Метелили друг друга жадно, страшно, отчаянно; в ход пошли ножи, заточки и кастеты, для чего-то припасённые в солдатскую дорогу… Кровища летела на стенки вагона, кто-то уже валялся в тамбуре на полу, зажимая живот. Сержанты, старшины метались по составу, но унять бешеных драчливых лосей не могли.
Борис лежал на своей верхотуре, листал книжку…
Чьи-то головы мотались под его локтем, кто-то выл от боли, мат стоял кромешный. Время от времени он скашивал взгляд вниз, перелистывал страницу, читал дальше…
Когда на узловой станции в вагон ворвалась вызванная милиция и зачинщиков скрутили и вывели, а заодно вынесли тех, кого сильно покромсали, старшина Солдатенков, тяжело дыша, пошёл по проходу, осматривая поле битвы. В их отсек тоже заглянул, бормоча:
– Бородино… Бородино, блядь!
Огляделся, поднял голову и заметил Бориса на третьей полке.

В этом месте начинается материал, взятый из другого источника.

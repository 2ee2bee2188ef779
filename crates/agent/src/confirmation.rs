//! Confirmation phase: the yes/no handshake over staged slots.

use std::sync::Arc;

use chrono::Utc;

use maitred_core::intent::{classify, ConfirmationIntent};
use maitred_core::reservation::{NewReservation, ReservationDraft, ReservationId};
use maitred_db::repository::ReservationRepository;

use crate::session::{SessionId, SessionStore};

/// Reply payload for one confirmation turn. `reservation_id` is set only
/// when the booking was durably persisted.
#[derive(Clone, Debug, PartialEq, Eq)]
pub struct ConfirmOutcome {
    pub reply: String,
    pub reservation_id: Option<ReservationId>,
    pub needs_confirmation: bool,
}

impl ConfirmOutcome {
    fn reply(reply: impl Into<String>) -> Self {
        Self { reply: reply.into(), reservation_id: None, needs_confirmation: false }
    }
}

pub struct ConfirmationHandler {
    store: Arc<SessionStore>,
    repository: Arc<dyn ReservationRepository>,
}

impl ConfirmationHandler {
    pub fn new(store: Arc<SessionStore>, repository: Arc<dyn ReservationRepository>) -> Self {
        Self { store, repository }
    }

    /// Resolve the guest's answer to the pending-confirmation question.
    ///
    /// - affirmative: persist, clear the session, restate the booking with
    ///   its identifier. A storage failure keeps the session so the guest
    ///   can simply confirm again.
    /// - negative: acknowledge the cancellation and clear the session, so
    ///   the next message starts a fresh conversation.
    /// - ambiguous: re-ask the original question from the stored slots
    ///   without mutating anything.
    pub async fn handle_confirmation(
        &self,
        session_id: &SessionId,
        confirmation: &str,
    ) -> ConfirmOutcome {
        let session = self.store.snapshot(session_id).await;
        let Some(draft) = session.collected else {
            return ConfirmOutcome::reply("No pending reservation");
        };

        match classify(confirmation) {
            ConfirmationIntent::Affirmative => self.persist(session_id, draft).await,
            ConfirmationIntent::Negative => {
                tracing::info!(
                    event_name = "confirmation.cancelled",
                    session_id = %session_id,
                    "reservation cancelled by guest"
                );
                self.store.clear(session_id).await;
                ConfirmOutcome::reply("Reservation cancelled!")
            }
            ConfirmationIntent::Ambiguous => ConfirmOutcome {
                reply: format!("Could not understand, please {}", draft.confirmation_prompt()),
                reservation_id: None,
                needs_confirmation: true,
            },
        }
    }

    async fn persist(&self, session_id: &SessionId, draft: ReservationDraft) -> ConfirmOutcome {
        // The draft was validated before it was staged, so the date parses;
        // if it somehow does not, fail like a storage error and keep the
        // session.
        let Some(date) = draft.parsed_date() else {
            tracing::error!(
                event_name = "confirmation.invalid_staged_date",
                session_id = %session_id,
                date = %draft.date,
                "staged slot set holds an unparseable date"
            );
            return ConfirmOutcome::reply("Failed to save reservation");
        };

        let record = NewReservation {
            date,
            time: draft.time.clone(),
            guests: draft.guests,
            name: draft.name.clone(),
            contact: draft.contact.clone(),
            confirmed: true,
            created_at: Utc::now(),
        };

        match self.repository.save(record).await {
            Ok(reservation_id) => {
                self.store.clear(session_id).await;
                tracing::info!(
                    event_name = "confirmation.persisted",
                    session_id = %session_id,
                    reservation_id = %reservation_id,
                    "reservation persisted and session cleared"
                );
                ConfirmOutcome {
                    reply: format!(
                        "Thank you {}. You have booked a table for {} people on {} at {}. \
                         We'll be reaching out to you at {}. Your reservation reference is {}.",
                        draft.name,
                        draft.guests,
                        draft.date,
                        draft.time,
                        draft.contact,
                        reservation_id
                    ),
                    reservation_id: Some(reservation_id),
                    needs_confirmation: false,
                }
            }
            Err(error) => {
                tracing::error!(
                    event_name = "confirmation.persist_failed",
                    session_id = %session_id,
                    error = %error,
                    "reservation save failed, session kept for retry"
                );
                ConfirmOutcome::reply("Failed to save reservation")
            }
        }
    }
}

#[cfg(test)]
mod tests {
    use std::sync::Arc;

    use maitred_core::reservation::ReservationDraft;
    use maitred_db::repository::InMemoryReservationRepository;

    use super::{ConfirmOutcome, ConfirmationHandler};
    use crate::session::{SessionId, SessionStore};

    fn staged_draft() -> ReservationDraft {
        ReservationDraft {
            date: "2099-06-01".to_string(),
            time: "20:00".to_string(),
            guests: 4,
            name: "Ada".to_string(),
            contact: "ada@example.com".to_string(),
        }
    }

    async fn handler_with_staged_slots(
    ) -> (ConfirmationHandler, Arc<SessionStore>, Arc<InMemoryReservationRepository>, SessionId)
    {
        let store = Arc::new(SessionStore::new());
        let repository = Arc::new(InMemoryReservationRepository::new());
        let session_id = SessionId::generate();

        let mut session = store.snapshot(&session_id).await;
        session.collected = Some(staged_draft());
        store.replace(&session_id, session).await;

        (ConfirmationHandler::new(store.clone(), repository.clone()), store, repository, session_id)
    }

    #[tokio::test]
    async fn confirming_without_staged_slots_is_a_guarded_no_op() {
        let store = Arc::new(SessionStore::new());
        let repository = Arc::new(InMemoryReservationRepository::new());
        let handler = ConfirmationHandler::new(store.clone(), repository.clone());
        let session_id = SessionId::generate();

        let outcome = handler.handle_confirmation(&session_id, "yes").await;

        assert_eq!(outcome, ConfirmOutcome::reply("No pending reservation"));
        assert_eq!(repository.save_count(), 0);
    }

    #[tokio::test]
    async fn affirmative_persists_once_clears_the_session_and_reports_the_id() {
        let (handler, store, repository, session_id) = handler_with_staged_slots().await;

        let outcome = handler.handle_confirmation(&session_id, " YES ").await;

        assert_eq!(repository.save_count(), 1);
        let reservation_id = outcome.reservation_id.expect("persisted id");
        assert!(outcome.reply.contains(&reservation_id.0));
        assert!(outcome.reply.contains("4 people"));
        assert!(outcome.reply.contains("2099-06-01"));
        assert!(outcome.reply.contains("20:00"));
        assert!(outcome.reply.contains("ada@example.com"));
        assert!(!store.contains(&session_id).await);

        let saved = repository.saved();
        assert!(saved[0].confirmed);
        assert_eq!(saved[0].guests, 4);
    }

    #[tokio::test]
    async fn save_failure_keeps_the_session_for_retry() {
        let (handler, store, repository, session_id) = handler_with_staged_slots().await;
        repository.fail_next_save();

        let outcome = handler.handle_confirmation(&session_id, "yes").await;

        assert_eq!(outcome, ConfirmOutcome::reply("Failed to save reservation"));
        assert!(store.contains(&session_id).await);
        assert!(store.snapshot(&session_id).await.collected.is_some());

        // The retry goes through against the same staged slots.
        let retried = handler.handle_confirmation(&session_id, "yes").await;
        assert!(retried.reservation_id.is_some());
        assert_eq!(repository.save_count(), 1);
        assert!(!store.contains(&session_id).await);
    }

    #[tokio::test]
    async fn negative_cancels_and_clears_the_session() {
        let (handler, store, repository, session_id) = handler_with_staged_slots().await;

        let outcome = handler.handle_confirmation(&session_id, "no").await;

        assert_eq!(outcome, ConfirmOutcome::reply("Reservation cancelled!"));
        assert_eq!(repository.save_count(), 0);
        assert!(!store.contains(&session_id).await);
    }

    #[tokio::test]
    async fn ambiguous_re_asks_with_the_stored_slots_and_mutates_nothing() {
        let (handler, store, repository, session_id) = handler_with_staged_slots().await;
        let before = store.snapshot(&session_id).await;

        let outcome = handler.handle_confirmation(&session_id, "maybe").await;

        assert!(outcome.needs_confirmation);
        assert_eq!(
            outcome.reply,
            "Could not understand, please CONFIRM: Reserve for 2099-06-01 at 20:00 for 4 people ?"
        );
        assert_eq!(repository.save_count(), 0);
        assert_eq!(store.snapshot(&session_id).await, before);

        // A later unambiguous answer still resolves against the same slots.
        let resolved = handler.handle_confirmation(&session_id, "yes").await;
        assert!(resolved.reservation_id.is_some());
    }
}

– Ну что, – спросил, – культурно проводим время? – чем Бориса порадовал: у старшины Солдатенкова, которого он сразу отметил, имелось, оказывается, и чувство юмора. Тот взял в руки книжку, покрутил-полистал, прочитал вслух название. Хмыкнул: значит, вот чем вдохновлялся новобранец посреди жуткой свалки! А имя автора не одолел: это не имя, сказал, возвращая книгу, а воровская кличка какая-то. Разве прилично такое на книжке печатать?
* * *
В Перми ещё лежал снег, ледяной ветер продувал угрюмый стылый город, вытянувшийся вдоль Камы. Какое-то пространство… оглохшее, думал Борис.